Uma Bhujel in and out of jail
Maoist guerrilla Uma Bhujel has spent her entire revolutionary life in an out of jail. During the war, she was captured, made a jail break, was recaptured, and escaped again. After the ceasefire in 2006, she was nominated to the Constituent Assembly and joined the YCL.
But since then, as a semi-underground member of the Biplav faction of Maoists, she has again been in and out of jail 12 times in eight months, accused of being in possession of weapons.
After being shunted around the country on court summons, she appealed to the Supreme Court which ordered her release on 30 August. But as soon as she was released from detention in Sunsari, she gave police the slip and has vanished again.
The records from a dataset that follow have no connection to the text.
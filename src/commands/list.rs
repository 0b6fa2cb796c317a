use crate::commands::{CmdMessage, CmdResult, CommandSummary, UsageRow};
use crate::error::Result;
use crate::model::CommandStore;

/// With no argument: one summary row per command. With a command name:
/// its usage rows, or an error message if the name is unknown.
pub fn run(db: &CommandStore, cmd: Option<&str>) -> Result<CmdResult> {
    match cmd {
        None => Ok(CmdResult::default().with_summaries(
            db.iter()
                .map(|(name, record)| CommandSummary::from_record(name, record))
                .collect(),
        )),
        Some(cmd) => {
            let Some(record) = db.get(cmd) else {
                let mut result = CmdResult::default();
                result.add_message(CmdMessage::error(format!(
                    "Command not found: '{}'",
                    cmd
                )));
                return Ok(result);
            };

            let rows = record
                .examples
                .iter()
                .enumerate()
                .map(|(index, example)| UsageRow {
                    command: cmd.to_string(),
                    display_name: record.name.clone(),
                    index,
                    usage: example.usage.clone(),
                    note: example.note.clone(),
                })
                .collect();
            Ok(CmdResult::default().with_rows(rows))
        }
    }
}

#[cfg(test)]
mod tests {
    use super::*;
    use crate::commands::add;

    fn seeded() -> CommandStore {
        let mut db = CommandStore::new();
        add::run(
            &mut db,
            "git",
            Some("版本管理"),
            "git status",
            None,
            Some(&["dev".to_string()]),
        )
        .unwrap();
        add::run(&mut db, "git", None, "git log", None, None).unwrap();
        add::run(&mut db, "ls", None, "ls -l", None, None).unwrap();
        db
    }

    #[test]
    fn overview_has_one_summary_per_command() {
        let db = seeded();
        let summaries = run(&db, None).unwrap().summaries;
        assert_eq!(summaries.len(), 2);
        assert_eq!(summaries[0].command, "git");
        assert_eq!(summaries[0].usage_count, 2);
        assert_eq!(summaries[0].tags, vec!["dev"]);
        assert_eq!(summaries[1].command, "ls");
    }

    #[test]
    fn single_command_lists_usages_in_order() {
        let db = seeded();
        let rows = run(&db, Some("git")).unwrap().rows;
        assert_eq!(rows.len(), 2);
        assert_eq!(rows[0].index, 0);
        assert_eq!(rows[1].usage, "git log");
        assert_eq!(rows[0].display_name, "版本管理");
    }

    #[test]
    fn unknown_command_yields_error_message() {
        let db = seeded();
        let result = run(&db, Some("svn")).unwrap();
        assert!(result.rows.is_empty());
        assert!(matches!(
            result.messages[0].level,
            crate::commands::MessageLevel::Error
        ));
    }
}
All this would have been farcical enough. But what even more ironical is that she is being released by the judicial system of a state that she has taken up arms against, and is being detained by a police force under direct command of Ram Bahadur Thapa, her former Maoist comrade who is now Home Minister.
Since December, Uma Bhujel has been arrested, released, re-arrested, relocated and presented before multiple district courts.
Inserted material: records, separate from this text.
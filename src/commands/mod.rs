use crate::model::CommandRecord;

pub mod add;
pub mod copy;
pub mod delete;
pub mod edit;
pub mod export;
pub mod find;
pub mod import;
pub mod list;
pub mod update;

#[derive(Debug, Clone)]
pub enum MessageLevel {
    Info,
    Success,
    Warning,
    Error,
}

#[derive(Debug, Clone)]
pub struct CmdMessage {
    pub level: MessageLevel,
    pub content: String,
}

impl CmdMessage {
    pub fn info(content: impl Into<String>) -> Self {
        Self {
            level: MessageLevel::Info,
            content: content.into(),
        }
    }

    pub fn success(content: impl Into<String>) -> Self {
        Self {
            level: MessageLevel::Success,
            content: content.into(),
        }
    }

    pub fn warning(content: impl Into<String>) -> Self {
        Self {
            level: MessageLevel::Warning,
            content: content.into(),
        }
    }

    pub fn error(content: impl Into<String>) -> Self {
        Self {
            level: MessageLevel::Error,
            content: content.into(),
        }
    }
}

/// One row of the overview table (`kvs list`).
#[derive(Debug, Clone)]
pub struct CommandSummary {
    pub command: String,
    pub display_name: String,
    pub usage_count: usize,
    pub tags: Vec<String>,
}

impl CommandSummary {
    pub fn from_record(command: &str, record: &CommandRecord) -> Self {
        Self {
            command: command.to_string(),
            display_name: record.name.clone(),
            usage_count: record.examples.len(),
            tags: record.tags.clone(),
        }
    }
}

/// One usage row, as shown by `list <cmd>`, `add` and `find`.
#[derive(Debug, Clone, PartialEq, Eq)]
pub struct UsageRow {
    pub command: String,
    pub display_name: String,
    pub index: usize,
    pub usage: String,
    pub note: String,
}

/// What a command operation hands back to the caller: plain data rows for
/// rendering, an optional raw payload (clipboard text), and leveled
/// messages. No I/O happens below this type.
#[derive(Debug, Default)]
pub struct CmdResult {
    pub summaries: Vec<CommandSummary>,
    pub rows: Vec<UsageRow>,
    pub payload: Option<String>,
    pub messages: Vec<CmdMessage>,
}

impl CmdResult {
    pub fn add_message(&mut self, message: CmdMessage) {
        self.messages.push(message);
    }

    pub fn with_summaries(mut self, summaries: Vec<CommandSummary>) -> Self {
        self.summaries = summaries;
        self
    }

    pub fn with_rows(mut self, rows: Vec<UsageRow>) -> Self {
        self.rows = rows;
        self
    }

    pub fn with_payload(mut self, payload: String) -> Self {
        self.payload = Some(payload);
        self
    }
}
“After filing and losing all their cases, the Nepal Police has no charges left against Uma Bhujel,” says her lawyer Ekraj Bhandari, who is now suing the police for harassment of his client.
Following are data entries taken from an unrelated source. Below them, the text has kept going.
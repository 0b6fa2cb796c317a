//! # API facade
//!
//! [`KvsApi`] is the single entry point for every dictionary operation,
//! regardless of the client driving it. It owns the in-memory
//! [`CommandStore`] and the persistence backend, and encodes the process
//! model: load the whole snapshot once, run one operation, write the whole
//! snapshot back after anything that mutates.
//!
//! The facade dispatches and persists; the logic itself lives in
//! `commands/*.rs`, and nothing from here down writes to stdout/stderr or
//! assumes a terminal.
//!
//! Generic over [`SnapshotStore`], so tests run against
//! `KvsApi<MemoryStore>` with no filesystem involved.

use crate::commands;
use crate::error::Result;
use crate::model::{CommandStore, DeleteTarget};
use crate::store::SnapshotStore;
use std::path::Path;

pub struct KvsApi<S: SnapshotStore> {
    store: S,
    db: CommandStore,
}

impl<S: SnapshotStore> KvsApi<S> {
    /// Load the snapshot from `store` and wrap it.
    pub fn open(store: S) -> Result<Self> {
        let db = store.load()?;
        Ok(Self { store, db })
    }

    pub fn list(&self, cmd: Option<&str>) -> Result<commands::CmdResult> {
        commands::list::run(&self.db, cmd)
    }

    pub fn add(
        &mut self,
        cmd: &str,
        display_name: Option<&str>,
        usage: &str,
        note: Option<&str>,
        tags: Option<&[String]>,
    ) -> Result<commands::CmdResult> {
        let result = commands::add::run(&mut self.db, cmd, display_name, usage, note, tags)?;
        self.store.save(&self.db)?;
        Ok(result)
    }

    pub fn update_name(&mut self, cmd: &str, new_name: &str) -> Result<commands::CmdResult> {
        let result = commands::update::name(&mut self.db, cmd, new_name)?;
        self.store.save(&self.db)?;
        Ok(result)
    }

    pub fn update_tags(&mut self, cmd: &str, new_tags: &[String]) -> Result<commands::CmdResult> {
        let result = commands::update::tags(&mut self.db, cmd, new_tags)?;
        self.store.save(&self.db)?;
        Ok(result)
    }

    pub fn delete(&mut self, cmd: &str, target: &DeleteTarget) -> Result<commands::CmdResult> {
        let result = commands::delete::run(&mut self.db, cmd, target)?;
        self.store.save(&self.db)?;
        Ok(result)
    }

    pub fn edit(
        &mut self,
        cmd: &str,
        index: usize,
        new_usage: Option<&str>,
        new_note: Option<&str>,
    ) -> Result<commands::CmdResult> {
        let result = commands::edit::run(&mut self.db, cmd, index, new_usage, new_note)?;
        self.store.save(&self.db)?;
        Ok(result)
    }

    pub fn find(&self, query: &str) -> Result<commands::CmdResult> {
        commands::find::run(&self.db, query)
    }

    pub fn copy(&self, cmd: &str, index: usize) -> Result<commands::CmdResult> {
        commands::copy::run(&self.db, cmd, index)
    }

    pub fn import(&mut self, path: &Path, overwrite: bool) -> Result<commands::CmdResult> {
        let result = commands::import::run(&mut self.db, path, overwrite)?;
        self.store.save(&self.db)?;
        Ok(result)
    }

    pub fn export(&self, path: &Path) -> Result<commands::CmdResult> {
        commands::export::run(&self.db, path)
    }

    /// Read access to the live dictionary, for clients that need to peek
    /// (the CLI uses this to show what a delete is about to remove).
    pub fn db(&self) -> &CommandStore {
        &self.db
    }
}

pub use crate::commands::{CmdMessage, CmdResult, CommandSummary, MessageLevel, UsageRow};

#[cfg(test)]
mod tests {
    use super::*;
    use crate::store::memory::MemoryStore;
    use crate::store::SnapshotStore;

    #[test]
    fn mutations_persist_the_snapshot() {
        let mut api = KvsApi::open(MemoryStore::new()).unwrap();
        api.add("git", None, "git status", None, None).unwrap();

        // The store saw the save, not just the in-memory db.
        assert_eq!(api.store.load().unwrap(), *api.db());
        assert!(api.store.load().unwrap().contains("git"));
    }

    #[test]
    fn queries_do_not_persist() {
        let fixture = crate::store::memory::fixtures::StoreFixture::new()
            .with_command("git", "", &[("git status", "")]);
        let api = KvsApi::open(fixture.into_store()).unwrap();

        assert_eq!(api.find("status").unwrap().rows.len(), 1);
        assert_eq!(api.list(None).unwrap().summaries.len(), 1);
        assert_eq!(api.copy("git", 0).unwrap().payload.as_deref(), Some("git status"));
    }
}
One of the Supreme Court’s core values is to uphold the independence of Nepal’s judiciary so that it can perform its duties without political interference and preserve the principles of democracy, multi-party and an open society.
Initially, Bhujel was charged with organising explosions, possession of arms and ammunition, crimes against the state, and high treason. The Communist Party of Nepal Maoist (as opposed to the ruling Nepal Communist Party which is an alliance of the former UML and the Maoist party) went underground after being banned.
After police arrested her in December last year in Sunsari, she was detained for 25 days. Tried in court on a weapons charge, she was ordered released on bail. But just as she paid her bail, police re-arrested her and handed her over to Jhapa police.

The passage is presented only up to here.